Harry Roels
Streicheleinheiten für scheidenden RWE-Chef

Bei seinem letzten Auftritt vor den Aktionären des Essener Energiekonzerns RWE konnte sich der scheidende Konzernchef Harry Roels am Mittwoch vor Zuspruch kaum retten. Allem Zuspruch zum Trotz muss der zurückhaltende Niederländer seinen Posten Räumen.

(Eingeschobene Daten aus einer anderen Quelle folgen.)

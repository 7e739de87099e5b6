//! Engine configuration.
//!
//! Link construction and user display depend on deployment details. They are
//! an explicit value handed to the renderer, never process-wide state.
use crate::l10n::Catalog;
use crate::path::{DirectoryLookup, DiskLookup, NoLookup};
use anyhow::{Context, Result};
use serde::Deserialize;
use std::collections::BTreeMap;
use std::path::{Path, PathBuf};

pub const DEFAULT_FILES_ROUTE: &str = "/index.php/apps/files";
pub const DEFAULT_LANGUAGE: &str = "en";
const CONFIG_DIR_NAME: &str = "arender";
const CONFIG_FILE_NAME: &str = "config.json";

#[derive(Debug, Clone, Deserialize)]
#[serde(default)]
pub struct EngineConfig {
    /// Prefix for every generated link; empty when served from the host root.
    pub webroot: String,
    pub files_route: String,
    pub enable_avatars: bool,
    pub language: String,
    pub l10n_dir: Option<PathBuf>,
    /// The caller's visible files root, used for directory detection.
    pub files_root: Option<PathBuf>,
    /// uid -> display name.
    pub display_names: BTreeMap<String, String>,
}

impl Default for EngineConfig {
    fn default() -> Self {
        Self {
            webroot: String::new(),
            files_route: DEFAULT_FILES_ROUTE.to_string(),
            enable_avatars: true,
            language: DEFAULT_LANGUAGE.to_string(),
            l10n_dir: None,
            files_root: None,
            display_names: BTreeMap::new(),
        }
    }
}

impl EngineConfig {
    pub fn from_json(text: &str) -> Result<Self> {
        serde_json::from_str(text).context("parse engine config")
    }

    pub fn load(path: &Path) -> Result<Self> {
        let text =
            std::fs::read_to_string(path).with_context(|| format!("read {}", path.display()))?;
        Self::from_json(&text).with_context(|| format!("load {}", path.display()))
    }

    /// Explicit path, else the per-user config file if present, else defaults.
    pub fn resolve(explicit: Option<&Path>) -> Result<Self> {
        if let Some(path) = explicit {
            return Self::load(path);
        }
        match default_config_path() {
            Some(path) if path.is_file() => {
                tracing::debug!(path = %path.display(), "using per-user config");
                Self::load(&path)
            }
            _ => Ok(Self::default()),
        }
    }

    /// Base URL of the files app.
    pub fn files_link_base(&self) -> String {
        format!("{}{}", self.webroot.trim_end_matches('/'), self.files_route)
    }

    pub fn catalog(&self) -> Result<Catalog> {
        Catalog::for_language(&self.language, self.l10n_dir.as_deref())
    }

    pub fn directory_lookup(&self) -> Box<dyn DirectoryLookup + Send + Sync> {
        match &self.files_root {
            Some(root) => Box::new(DiskLookup::new(root.clone())),
            None => Box::new(NoLookup),
        }
    }

    pub fn display_name<'a>(&'a self, uid: &'a str) -> &'a str {
        self.display_names
            .get(uid)
            .map(String::as_str)
            .unwrap_or(uid)
    }
}

pub fn default_config_path() -> Option<PathBuf> {
    dirs::config_dir().map(|dir| dir.join(CONFIG_DIR_NAME).join(CONFIG_FILE_NAME))
}

#[cfg(test)]
mod tests {
    use super::*;

    #[test]
    fn defaults_match_stock_deployment() {
        let config = EngineConfig::default();
        assert_eq!(config.files_link_base(), "/index.php/apps/files");
        assert!(config.enable_avatars);
        assert_eq!(config.language, "en");
        assert_eq!(config.display_name("UserA"), "UserA");
    }

    #[test]
    fn partial_json_keeps_defaults() {
        let config = EngineConfig::from_json(
            r#"{"webroot":"/cloud/","display_names":{"alice":"Alice A."}}"#,
        )
        .unwrap();
        assert_eq!(config.files_link_base(), "/cloud/index.php/apps/files");
        assert_eq!(config.display_name("alice"), "Alice A.");
        assert!(config.enable_avatars);
    }

    #[test]
    fn explicit_missing_file_is_an_error() {
        let dir = tempfile::tempdir().unwrap();
        let err = EngineConfig::resolve(Some(&dir.path().join("absent.json"))).unwrap_err();
        assert!(format!("{err:#}").contains("absent.json"));
    }

    #[test]
    fn invalid_json_is_an_error() {
        assert!(EngineConfig::from_json("{\"enable_avatars\": \"yes\"}").is_err());
    }
}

HB ESSEN. „Wir sind Ihnen zu Dank verpflichtet“, rief der Sprecher der Deutschen Schutzvereinigung für Wertpapierbesitz (DSW), Marc Tüngler, dem Mann auf dem Podium zu. „Warum haben Sie Herrn Roels als Retter und Aufräumer geholt und jetzt degradieren Sie ihn zum fliegenden Holländer?“, fragte er RWE-Aufsichtsratschef Thomas Fischer.

Angesichts des Konzernergebnisses mit einem Anstieg des Nettogewinns um 72 Prozent auf 3,8 Mrd. Euro und einer Verdoppelung der Dividende auf 3,50 Euro je Aktie fand Harald Petersen von der Schutzgemeinschaft der Kapitalanlager nur einen Punkt zur Klage: „Der einzige Wermutstropfen ist, dass Harry Roels gehen muss“, stellte er enttäuscht fest. Andere Aktionärssprecher übten dagegen heftige Kritik an der Politik des Konzerns, dem sie unter anderem Versäumnisse in der klimapolitischen Diskussion vorwarfen.

Noch bis vor nicht allzu langer Zeit war die vorsichtige Strategie des zweitgrößten deutschen Energiekonzerns, der unter der Regie von Roels auf riskante Akquisitionsvorhaben verzichtet hatte, nicht immer unumstritten gewesen. Bei der Essener Hauptversammlung war Roels nun der Beifall für seine defensive Strategie sicher. „Sie haben den Fluch von uns genommen, dass wir immer bereut haben, anstatt von RWE nicht besser Eon-Aktien im Depot zu haben“, sagte Tüngler unter Anspielung auf die Expansions-Strategie des Düsseldorfer Konkurrenten.

Der so gelobte Konzernchef blieb auch angesichts der Diskussion um seine Person bei seinem nüchternen Kurs: „In den kommenden Monaten gibt es viel zu tun. Darauf werde ich mich voll und ganz konzentrieren“, betonte er lediglich. Erst vor wenigen Wochen hatte der Aufsichtsrat des Konzerns eine Verlängerung des Ende Januar 2008 auslaufenden Fünf-Jahres-Vertrags von Roels abgelehnt und überraschend den Stahl-Manager Jürgen Großmann zum neuen RWE-Chef bestellt.

RWE-Aufsichtsratschef Fischer wies auf die bei RWE bestehende Altersgrenze von 60 Jahren hin, die eine weitere langfristige Verpflichtung des 58-jährigen Managers unmöglich gemacht hätte. Mit dem Stahl-Manager Großmann habe man einen „erfolgreichen deutschen Unternehmen“ gewinnen können, warb er um Vertrauen für den branchenfremden Nachfolger. Bis zu dem geplanten Stabwechsel Ende Januar kommenden Jahres werde Roels jedoch im Amt bleiben, wies er Gerüchte über eine vorzeitige Ablösung zurück. „Bei RWE werden Verträge eingelöst“, sagte Fischer.